I agree with the majority's conclusion that the circuit court was required to enter specific findings of fact and conclusions of law in its order denying class certification. Rule 52 of the Arkansas Rules of Civil Procedure provides that, if requested, “the court shall find the facts specially and state separately its conclusions of law thereon[.]” This court has stated that Rule 52 “has been interpreted to mean that ‘if findings under Rule 52(a) are timely requested, the trial court is required to make specific findings of fact and conclusions of law and to file the same with the clerk of the trial court so that such findings may be made part of the record.’ ” BPS Inc. v. Richardson, 341 Ark. 834, 848–49, 20 S.W.3d 403, 410–11 (2000) (quoting McWhorter v. McWhorter, 70 Ark. App. 41, 42, 14 S.W.3d 528, 529 (2000) ). Under Rule 52, when Conley filed a request for specific findings of fact and conclusions of law, the circuit court was required to provide those findings of fact and conclusions of law stating its bases for denying Conley's motion for class certification. For this reason, I concur.
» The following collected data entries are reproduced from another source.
//! REST API handlers.

pub mod ws;

use std::sync::Arc;

use airsep_core::models::Observation;
use airsep_core::trajectory::{compile_missions, MissionSet};
use axum::extract::{Path, State};
use axum::routing::{get, post};
use axum::{Json, Router};
use nalgebra::Vector3;
use serde::Deserialize;
use serde_json::{json, Value};

use crate::atc::FlightPlan;
use crate::state::AppState;

pub fn routes() -> Router<Arc<AppState>> {
    Router::new()
        .route("/api/plan/run", post(run_plan))
        .route("/api/plan/resolve", post(resolve_plan))
        .route("/api/plan/resolve-spatial", post(resolve_plan_spatial))
        .route("/api/proof/run", post(run_proof))
        .route("/api/telemetry/:drone_id", post(ingest_telemetry))
        .route("/api/atc/propose", post(propose_flight))
        .route("/api/atc/launch/:drone_id", post(launch_flight))
        .route("/api/atc/pause/:drone_id", post(pause_flight))
        .route("/api/atc/resume/:drone_id", post(resume_flight))
        .route("/api/atc/status", get(atc_status))
        .route("/api/atc/clear", post(clear_airspace))
        .route("/api/sim/toggle", post(toggle_sim))
        .route("/ws/telemetry", get(ws::ws_handler))
}

/// Compile a mission set and report every loss of separation.
async fn run_plan(State(state): State<Arc<AppState>>, Json(missions): Json<MissionSet>) -> Json<Value> {
    let segments = compile_missions(&missions);
    let report = state.detector().detect(&segments);
    tracing::info!(
        drones = missions.len(),
        segments = segments.len(),
        conflicts = report.len(),
        "pre-flight check complete"
    );
    Json(json!({
        "status": "success",
        "report": report,
        "segments": segments,
    }))
}

/// Time-shift-only resolution, then re-detect over the edited pool.
async fn resolve_plan(
    State(state): State<Arc<AppState>>,
    Json(missions): Json<MissionSet>,
) -> Json<Value> {
    let segments = compile_missions(&missions);
    let resolution = state.resolver().resolve_time_shift(&segments);
    let report = state.detector().detect(&resolution.segments);
    Json(json!({
        "status": "success",
        "resolutions": resolution.delays,
        "report": report,
        "segments": resolution.segments,
    }))
}

/// Grid-search resolution, then re-detect over the edited pool.
async fn resolve_plan_spatial(
    State(state): State<Arc<AppState>>,
    Json(missions): Json<MissionSet>,
) -> Json<Value> {
    let segments = compile_missions(&missions);
    let resolution = state.resolver().resolve_spatial(&segments);
    let report = state.detector().detect(&resolution.segments);
    Json(json!({
        "status": "success",
        "resolutions": resolution.report,
        "report": report,
        "segments": resolution.segments,
    }))
}

#[derive(Debug, Deserialize)]
struct ProofRequest {
    p0_a: [f64; 3],
    v_a: [f64; 3],
    p0_b: [f64; 3],
    v_b: [f64; 3],
    t_start: f64,
    t_end: f64,
}

async fn run_proof(
    State(state): State<Arc<AppState>>,
    Json(req): Json<ProofRequest>,
) -> Json<Value> {
    let proof = state.proof_engine().generate(
        Vector3::from(req.p0_a),
        Vector3::from(req.v_a),
        Vector3::from(req.p0_b),
        Vector3::from(req.v_b),
        req.t_start,
        req.t_end,
    );
    Json(json!({
        "status": "success",
        "trace": proof.trace,
        "violation": proof.violation,
    }))
}

/// Ingest one observation; the receiver stamps the wall clock. Reports are
/// dropped while the airspace is paused.
async fn ingest_telemetry(
    State(state): State<Arc<AppState>>,
    Path(drone_id): Path<String>,
    Json(observation): Json<Observation>,
) -> Json<Value> {
    let accepted = state.ingest(&drone_id, observation);
    Json(json!({
        "status": if accepted { "success" } else { "paused" },
    }))
}

#[derive(Debug, Deserialize)]
struct ProposeRequest {
    drone_id: String,
    plan: FlightPlan,
}

async fn propose_flight(
    State(state): State<Arc<AppState>>,
    Json(req): Json<ProposeRequest>,
) -> Json<Value> {
    let response = state.atc.propose(&req.drone_id, req.plan);
    Json(json!(response))
}

async fn launch_flight(
    State(state): State<Arc<AppState>>,
    Path(drone_id): Path<String>,
) -> Json<Value> {
    match state.atc.launch(&drone_id) {
        Some(flight) => Json(json!({
            "status": "success",
            "launched_at": flight.launched_at,
        })),
        None => Json(json!({
            "status": "error",
            "message": "Drone not found in pending queue",
        })),
    }
}

async fn pause_flight(
    State(state): State<Arc<AppState>>,
    Path(drone_id): Path<String>,
) -> Json<Value> {
    let found = state.atc.pause(&drone_id);
    Json(json!({
        "status": if found { "paused" } else { "error" },
        "drone_id": drone_id,
    }))
}

async fn resume_flight(
    State(state): State<Arc<AppState>>,
    Path(drone_id): Path<String>,
) -> Json<Value> {
    let found = state.atc.resume(&drone_id);
    Json(json!({
        "status": if found { "resumed" } else { "error" },
        "drone_id": drone_id,
    }))
}

async fn atc_status(State(state): State<Arc<AppState>>) -> Json<Value> {
    Json(json!(state.atc.status(state.is_playing())))
}

async fn clear_airspace(State(state): State<Arc<AppState>>) -> Json<Value> {
    state.clear();
    tracing::info!("airspace cleared and paused");
    Json(json!({ "status": "success", "is_playing": false }))
}

async fn toggle_sim(State(state): State<Arc<AppState>>) -> Json<Value> {
    let playing = state.toggle_playing();
    Json(json!({ "status": "success", "playing": playing }))
}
Because this court continues to misapply Arkansas Rule of Civil Procedure 52, I dissent. Rule 52(a)(1) provides that if a party requests findings of facts “prior to entry of judgment, in all contested actions tried upon the facts without a jury,” then the circuit court shall set forth “the findings of fact and conclusions of law․” Ark. R. Civ. P. 52(a)(1). It is from this that the majority and concurrence reach their decision that because the appellants filed such a request and the circuit court did not make said findings, that this court must reverse. This, however, ignores the entirety of Rule 52, subsection (a)(1). Indeed, the Rule also provides that “[r]equests for findings are not necessary for purposes of review.” Id.
While there are occasions in a bench trial where findings of fact regarding witness credibility would require remand, this is not that case. The record before us is sufficient. In accordance with Rule 52(a)(1), this court is completely capable of ascertaining the issue of class certification on review. I would simply affirm.
JOSEPHINE LINKER HART, Associate Justice
Kemp, C.J., concurs. Wood, J., dissents.